Required work: Take the material below and restate it word for word, stopping after the line in which "pub fn settings(&self)" occurs.

*** Records for the task Section Begins ***

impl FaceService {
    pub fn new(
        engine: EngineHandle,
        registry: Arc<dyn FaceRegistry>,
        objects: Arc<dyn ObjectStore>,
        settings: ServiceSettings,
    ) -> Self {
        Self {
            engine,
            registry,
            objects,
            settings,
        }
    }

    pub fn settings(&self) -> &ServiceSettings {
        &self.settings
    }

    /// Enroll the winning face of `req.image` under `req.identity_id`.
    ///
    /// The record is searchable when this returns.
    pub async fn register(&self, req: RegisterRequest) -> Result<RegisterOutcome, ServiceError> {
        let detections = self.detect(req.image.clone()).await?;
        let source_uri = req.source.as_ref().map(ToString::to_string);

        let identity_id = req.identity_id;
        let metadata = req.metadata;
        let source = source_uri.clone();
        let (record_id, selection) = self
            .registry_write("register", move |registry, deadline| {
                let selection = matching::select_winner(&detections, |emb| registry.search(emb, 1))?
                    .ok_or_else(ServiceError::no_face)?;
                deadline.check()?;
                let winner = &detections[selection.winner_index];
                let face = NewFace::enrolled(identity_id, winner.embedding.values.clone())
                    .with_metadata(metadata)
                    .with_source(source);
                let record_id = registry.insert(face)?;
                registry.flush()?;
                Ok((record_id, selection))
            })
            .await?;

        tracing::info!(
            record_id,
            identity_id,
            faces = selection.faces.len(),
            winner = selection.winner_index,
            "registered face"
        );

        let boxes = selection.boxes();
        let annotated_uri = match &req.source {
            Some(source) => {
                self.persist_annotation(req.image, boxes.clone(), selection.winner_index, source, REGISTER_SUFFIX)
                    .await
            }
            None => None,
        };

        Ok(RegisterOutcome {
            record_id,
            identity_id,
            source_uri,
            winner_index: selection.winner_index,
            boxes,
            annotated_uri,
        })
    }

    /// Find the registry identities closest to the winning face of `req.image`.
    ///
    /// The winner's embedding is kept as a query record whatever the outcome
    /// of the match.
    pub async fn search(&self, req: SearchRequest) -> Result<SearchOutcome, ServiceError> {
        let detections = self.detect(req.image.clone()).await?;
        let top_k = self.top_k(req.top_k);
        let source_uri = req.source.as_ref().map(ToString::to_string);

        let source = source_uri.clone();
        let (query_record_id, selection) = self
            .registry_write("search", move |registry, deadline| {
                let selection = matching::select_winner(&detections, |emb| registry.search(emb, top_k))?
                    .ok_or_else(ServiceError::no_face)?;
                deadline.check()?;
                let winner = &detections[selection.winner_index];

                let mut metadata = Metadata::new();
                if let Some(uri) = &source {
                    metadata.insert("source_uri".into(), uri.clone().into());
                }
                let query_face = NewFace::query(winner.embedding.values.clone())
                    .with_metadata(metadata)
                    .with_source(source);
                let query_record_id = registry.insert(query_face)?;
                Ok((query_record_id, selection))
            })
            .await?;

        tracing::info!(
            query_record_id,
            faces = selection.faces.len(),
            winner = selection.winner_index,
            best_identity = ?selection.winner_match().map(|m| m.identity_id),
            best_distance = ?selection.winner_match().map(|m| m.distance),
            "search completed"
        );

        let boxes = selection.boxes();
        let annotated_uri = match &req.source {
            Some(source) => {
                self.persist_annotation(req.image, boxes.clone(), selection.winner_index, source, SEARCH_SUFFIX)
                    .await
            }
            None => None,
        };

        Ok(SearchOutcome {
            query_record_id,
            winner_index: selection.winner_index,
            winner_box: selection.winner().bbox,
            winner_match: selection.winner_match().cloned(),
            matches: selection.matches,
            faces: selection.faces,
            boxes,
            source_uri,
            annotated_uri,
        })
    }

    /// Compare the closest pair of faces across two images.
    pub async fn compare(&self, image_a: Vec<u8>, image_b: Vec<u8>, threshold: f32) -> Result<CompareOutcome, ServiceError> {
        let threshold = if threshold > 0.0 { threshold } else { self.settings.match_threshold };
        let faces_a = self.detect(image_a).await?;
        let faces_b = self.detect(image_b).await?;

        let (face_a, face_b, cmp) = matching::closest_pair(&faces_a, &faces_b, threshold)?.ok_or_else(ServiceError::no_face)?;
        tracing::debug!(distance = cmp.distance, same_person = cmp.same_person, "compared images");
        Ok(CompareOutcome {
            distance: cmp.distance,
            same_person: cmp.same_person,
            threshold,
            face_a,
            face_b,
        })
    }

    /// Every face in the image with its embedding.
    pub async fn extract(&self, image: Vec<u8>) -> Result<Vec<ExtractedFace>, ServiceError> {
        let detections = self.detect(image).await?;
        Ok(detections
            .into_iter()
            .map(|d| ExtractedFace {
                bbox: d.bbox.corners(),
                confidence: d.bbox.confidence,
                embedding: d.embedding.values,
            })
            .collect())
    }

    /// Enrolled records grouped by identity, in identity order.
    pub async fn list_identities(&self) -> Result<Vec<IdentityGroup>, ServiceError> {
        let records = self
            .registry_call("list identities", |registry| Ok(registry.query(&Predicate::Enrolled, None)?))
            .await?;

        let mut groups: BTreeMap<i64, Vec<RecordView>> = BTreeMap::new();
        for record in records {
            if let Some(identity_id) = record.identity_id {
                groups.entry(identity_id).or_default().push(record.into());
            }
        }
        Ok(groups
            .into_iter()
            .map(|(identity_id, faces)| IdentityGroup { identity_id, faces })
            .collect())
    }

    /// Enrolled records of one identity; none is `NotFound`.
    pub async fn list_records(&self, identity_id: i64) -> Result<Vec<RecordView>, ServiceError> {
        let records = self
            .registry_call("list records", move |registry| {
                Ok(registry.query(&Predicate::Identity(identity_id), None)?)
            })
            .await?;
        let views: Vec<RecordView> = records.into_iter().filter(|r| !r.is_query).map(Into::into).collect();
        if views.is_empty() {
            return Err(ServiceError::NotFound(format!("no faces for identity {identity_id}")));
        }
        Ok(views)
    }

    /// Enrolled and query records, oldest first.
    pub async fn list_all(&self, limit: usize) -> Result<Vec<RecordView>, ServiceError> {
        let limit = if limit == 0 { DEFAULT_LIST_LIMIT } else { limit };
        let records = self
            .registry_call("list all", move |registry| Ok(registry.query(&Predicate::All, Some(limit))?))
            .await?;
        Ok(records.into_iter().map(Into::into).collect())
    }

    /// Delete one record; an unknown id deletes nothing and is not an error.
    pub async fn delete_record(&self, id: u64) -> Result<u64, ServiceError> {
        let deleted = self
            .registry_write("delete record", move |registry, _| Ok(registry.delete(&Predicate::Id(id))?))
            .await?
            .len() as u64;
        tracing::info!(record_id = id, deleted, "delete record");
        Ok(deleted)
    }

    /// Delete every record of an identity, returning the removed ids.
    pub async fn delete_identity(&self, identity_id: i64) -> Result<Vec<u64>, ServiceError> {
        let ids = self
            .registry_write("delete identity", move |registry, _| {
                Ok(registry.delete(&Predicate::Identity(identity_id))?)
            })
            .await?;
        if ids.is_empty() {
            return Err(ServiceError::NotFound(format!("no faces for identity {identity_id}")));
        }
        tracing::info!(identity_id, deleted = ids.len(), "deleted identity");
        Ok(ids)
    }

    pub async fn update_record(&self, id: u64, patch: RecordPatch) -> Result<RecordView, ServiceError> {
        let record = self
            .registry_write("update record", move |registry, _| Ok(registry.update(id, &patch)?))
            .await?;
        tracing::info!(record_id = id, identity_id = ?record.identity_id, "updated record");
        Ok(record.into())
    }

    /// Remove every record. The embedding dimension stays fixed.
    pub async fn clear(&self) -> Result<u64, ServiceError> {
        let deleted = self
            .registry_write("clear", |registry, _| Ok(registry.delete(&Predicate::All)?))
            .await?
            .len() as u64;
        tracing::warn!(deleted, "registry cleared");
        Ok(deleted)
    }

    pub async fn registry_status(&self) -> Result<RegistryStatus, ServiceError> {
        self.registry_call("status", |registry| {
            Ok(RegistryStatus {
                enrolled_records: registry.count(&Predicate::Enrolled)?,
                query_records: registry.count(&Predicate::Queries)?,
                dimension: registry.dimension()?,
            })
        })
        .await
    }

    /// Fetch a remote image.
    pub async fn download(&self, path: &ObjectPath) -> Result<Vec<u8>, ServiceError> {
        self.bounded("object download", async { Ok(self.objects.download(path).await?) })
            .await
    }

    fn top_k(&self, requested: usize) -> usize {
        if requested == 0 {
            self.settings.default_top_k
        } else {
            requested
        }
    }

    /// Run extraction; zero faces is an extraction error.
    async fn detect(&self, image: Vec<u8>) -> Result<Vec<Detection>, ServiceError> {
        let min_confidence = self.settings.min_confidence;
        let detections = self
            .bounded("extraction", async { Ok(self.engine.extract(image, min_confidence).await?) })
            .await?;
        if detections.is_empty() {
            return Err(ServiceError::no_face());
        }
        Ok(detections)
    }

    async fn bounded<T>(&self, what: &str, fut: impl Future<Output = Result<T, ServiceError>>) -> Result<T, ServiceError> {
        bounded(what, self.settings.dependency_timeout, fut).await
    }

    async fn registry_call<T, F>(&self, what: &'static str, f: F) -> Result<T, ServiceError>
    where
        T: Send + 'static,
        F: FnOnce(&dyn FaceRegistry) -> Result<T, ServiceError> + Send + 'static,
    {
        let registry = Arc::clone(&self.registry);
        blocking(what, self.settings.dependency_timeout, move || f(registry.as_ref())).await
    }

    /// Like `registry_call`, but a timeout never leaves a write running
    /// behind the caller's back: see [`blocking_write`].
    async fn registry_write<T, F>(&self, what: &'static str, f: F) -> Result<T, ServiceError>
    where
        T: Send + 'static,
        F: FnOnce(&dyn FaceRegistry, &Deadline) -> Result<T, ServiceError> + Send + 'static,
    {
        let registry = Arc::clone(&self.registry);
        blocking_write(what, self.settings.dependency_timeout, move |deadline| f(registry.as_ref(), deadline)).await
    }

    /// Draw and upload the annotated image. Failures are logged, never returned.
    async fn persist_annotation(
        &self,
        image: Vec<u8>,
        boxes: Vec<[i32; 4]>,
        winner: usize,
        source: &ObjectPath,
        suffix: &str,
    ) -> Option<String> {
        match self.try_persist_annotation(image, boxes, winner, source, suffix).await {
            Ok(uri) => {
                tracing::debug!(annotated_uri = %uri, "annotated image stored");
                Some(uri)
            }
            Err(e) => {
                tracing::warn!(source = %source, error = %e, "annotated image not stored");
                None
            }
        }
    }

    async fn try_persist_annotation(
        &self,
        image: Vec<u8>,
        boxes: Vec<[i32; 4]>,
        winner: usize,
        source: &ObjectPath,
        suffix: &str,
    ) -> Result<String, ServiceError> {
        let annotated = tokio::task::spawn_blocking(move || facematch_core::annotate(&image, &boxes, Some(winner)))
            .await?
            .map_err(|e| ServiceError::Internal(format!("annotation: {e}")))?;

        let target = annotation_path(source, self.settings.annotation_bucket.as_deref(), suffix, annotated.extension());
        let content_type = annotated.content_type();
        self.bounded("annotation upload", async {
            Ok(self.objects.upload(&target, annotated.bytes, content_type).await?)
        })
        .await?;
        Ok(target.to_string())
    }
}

*** Records for the task Section Ends ***

Task output:
impl FaceService {
    pub fn new(
        engine: EngineHandle,
        registry: Arc<dyn FaceRegistry>,
        objects: Arc<dyn ObjectStore>,
        settings: ServiceSettings,
    ) -> Self {
        Self {
            engine,
            registry,
            objects,
            settings,
        }
    }

    pub fn settings(&self) -> &ServiceSettings {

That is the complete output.